Start of Dataset

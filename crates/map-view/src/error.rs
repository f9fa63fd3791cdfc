//! Error types for overlay loading.

use forecast_common::NetworkError;
use raster::DecodeError;
use thiserror::Error;

/// Why an overlay could not be attached.
#[derive(Debug, Clone, PartialEq, Error)]
pub enum OverlayError {
    #[error("failed to fetch raster: {0}")]
    Fetch(#[from] NetworkError),

    #[error("failed to decode raster: {0}")]
    Decode(#[from] DecodeError),

    #[error("raster worker failed: {0}")]
    Worker(String),
}

impl OverlayError {
    /// Short label used for metrics and log fields.
    pub fn kind(&self) -> &'static str {
        match self {
            OverlayError::Fetch(_) => "fetch",
            OverlayError::Decode(_) => "decode",
            OverlayError::Worker(_) => "worker",
        }
    }
}
//! Common test fixtures for forecast viewer tests.

/// Bounding boxes as (lat_min, lat_max, lon_min, lon_max).
pub mod bounds {
    /// Contiguous United States, the default forecast region
    pub const CONUS: (f64, f64, f64, f64) = (25.0, 49.0, -125.0, -66.0);

    /// A small box around Kansas
    pub const KANSAS: (f64, f64, f64, f64) = (37.0, 40.0, -102.0, -94.5);

    /// A point far outside CONUS (North Atlantic)
    pub const ATLANTIC_POINT: (f64, f64) = (45.0, -30.0);

    /// The click coordinate used in the stats scenarios
    pub const CLICK: (f64, f64) = (40.0, -100.0);
}

/// Model identifiers offered by the form.
pub mod models {
    pub const CFSV2: &str = "NCEP-CFSv2";
    pub const CANESM5: &str = "ECCC-CanESM5";
    pub const GEM_NEMO: &str = "ECCC-GEM5.2-NEMO";
    pub const CESM1: &str = "NCAR-CESM1";
    pub const CCSM4: &str = "NCAR-CCSM4";
    pub const GEOS: &str = "NASA-GEOS-S2S-2";

    pub const ALL: [&str; 6] = [CFSV2, CANESM5, GEM_NEMO, CESM1, CCSM4, GEOS];
}

/// Canned `/stats` response bodies.
pub mod stats {
    /// One model with a forecast value and a null bias ratio.
    pub const SINGLE_MODEL: &str =
        r#"{"NCEP-CFSv2": {"forecastValue": "12.3", "biasRatio": null}}"#;

    /// Two models with every field populated by strings or numbers.
    pub const TWO_MODELS: &str = r#"{
        "NCEP-CFSv2": {"forecastValue": "12.3", "biasRatio": "0.91", "nrmse": "0.44", "acc": "0.52", "nmad": "0.31"},
        "NCAR-CCSM4": {"forecastValue": 8.25, "biasRatio": 1.07, "nrmse": 0.61, "acc": 0.38, "nmad": 0.29}
    }"#;

    /// Parses, but holds nothing usable.
    pub const ALL_NULL: &str = r#"{"NCEP-CFSv2": {"forecastValue": null, "biasRatio": null}}"#;

    /// Not the expected shape.
    pub const MALFORMED: &str = r#"{"NCEP-CFSv2": "12.3"}"#;
}
//! Remote collaborators: where raster bytes and point statistics come from.
//!
//! The traits are `?Send`: implementations are driven from the single UI
//! task and may hold `Rc`/`RefCell` state.

use async_trait::async_trait;
use bytes::Bytes;
use forecast_common::{LatLng, NetworkResult, OverlaySource, StatResult};

/// Fetches the GeoTIFF payload for an overlay.
#[async_trait(?Send)]
pub trait RasterSource {
    async fn fetch(&self, source: &OverlaySource) -> NetworkResult<Bytes>;
}

/// Looks up per-model statistics at a coordinate.
#[async_trait(?Send)]
pub trait StatsLookup {
    async fn lookup(&self, at: LatLng) -> NetworkResult<StatResult>;
}
//! Popup content shown at a clicked coordinate.

use forecast_common::{LatLng, ModelStats, StatResult, NO_DATA_LABEL};
use serde::Serialize;

/// What the single map popup currently shows.
#[derive(Debug, Clone, PartialEq, Serialize)]
#[serde(tag = "state", rename_all = "snake_case")]
pub enum PopupContent {
    /// Lookup in flight.
    Loading,
    /// No overlay attached, or the click fell outside it.
    NoDataAvailable,
    /// The lookup succeeded but carried nothing usable.
    NoData,
    /// Per-model statistics table.
    Stats(StatResult),
    /// The lookup failed.
    Failed { message: String },
}

#[derive(Debug, Clone, PartialEq, Serialize)]
pub struct Popup {
    pub at: LatLng,
    pub content: PopupContent,
}

impl Popup {
    pub fn new(at: LatLng, content: PopupContent) -> Self {
        Self { at, content }
    }

    pub fn loading(at: LatLng) -> Self {
        Self::new(at, PopupContent::Loading)
    }

    pub fn is_loading(&self) -> bool {
        matches!(self.content, PopupContent::Loading)
    }

    /// Format as HTML for the map popup.
    pub fn to_html(&self) -> String {
        let mut html = String::from("<div class=\"stats-popup\">\n");
        html.push_str(&format!(
            "  <h4>Location: {:.3}°, {:.3}°</h4>\n",
            self.at.lat, self.at.lng
        ));

        match &self.content {
            PopupContent::Loading => html.push_str("  <p>Loading...</p>\n"),
            PopupContent::NoDataAvailable => html.push_str("  <p>No data available</p>\n"),
            PopupContent::NoData => html.push_str(&format!("  <p>{}</p>\n", NO_DATA_LABEL)),
            PopupContent::Failed { message } => {
                html.push_str("  <p class=\"error\">Failed to load statistics</p>\n");
                html.push_str(&format!("  <p class=\"detail\">{}</p>\n", escape(message)));
            }
            PopupContent::Stats(result) => {
                html.push_str("  <table>\n");
                html.push_str("    <tr><th>Model</th>");
                let header = ModelStats::default();
                for (name, _) in header.fields() {
                    html.push_str(&format!("<th>{}</th>", name));
                }
                html.push_str("</tr>\n");
                for (model, stats) in &result.models {
                    html.push_str(&format!("    <tr><td>{}</td>", escape(model)));
                    for (_, field) in stats.fields() {
                        html.push_str(&format!("<td class=\"value\">{}</td>", escape(&field.to_string())));
                    }
                    html.push_str("</tr>\n");
                }
                html.push_str("  </table>\n");
            }
        }

        html.push_str("</div>");
        html
    }

    /// Format as plain text.
    pub fn to_text(&self) -> String {
        let mut text = format!("Location: {:.3}°N, {:.3}°E\n", self.at.lat, self.at.lng);

        match &self.content {
            PopupContent::Loading => text.push_str("Loading...\n"),
            PopupContent::NoDataAvailable => text.push_str("No data available\n"),
            PopupContent::NoData => text.push_str(&format!("{}\n", NO_DATA_LABEL)),
            PopupContent::Failed { message } => {
                text.push_str(&format!("Failed to load statistics: {}\n", message));
            }
            PopupContent::Stats(result) => {
                for (i, (model, stats)) in result.models.iter().enumerate() {
                    if i > 0 {
                        text.push_str("---\n");
                    }
                    text.push_str(&format!("Model: {}\n", model));
                    for (name, field) in stats.fields() {
                        text.push_str(&format!("{}: {}\n", name, field));
                    }
                }
            }
        }

        text
    }
}

fn escape(text: &str) -> String {
    text.replace('&', "&amp;")
        .replace('<', "&lt;")
        .replace('>', "&gt;")
}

End of Dataset

Task description:
Respond with nothing but the number of lines in the data above that include the word "forecastValue".

Exercise answer:
4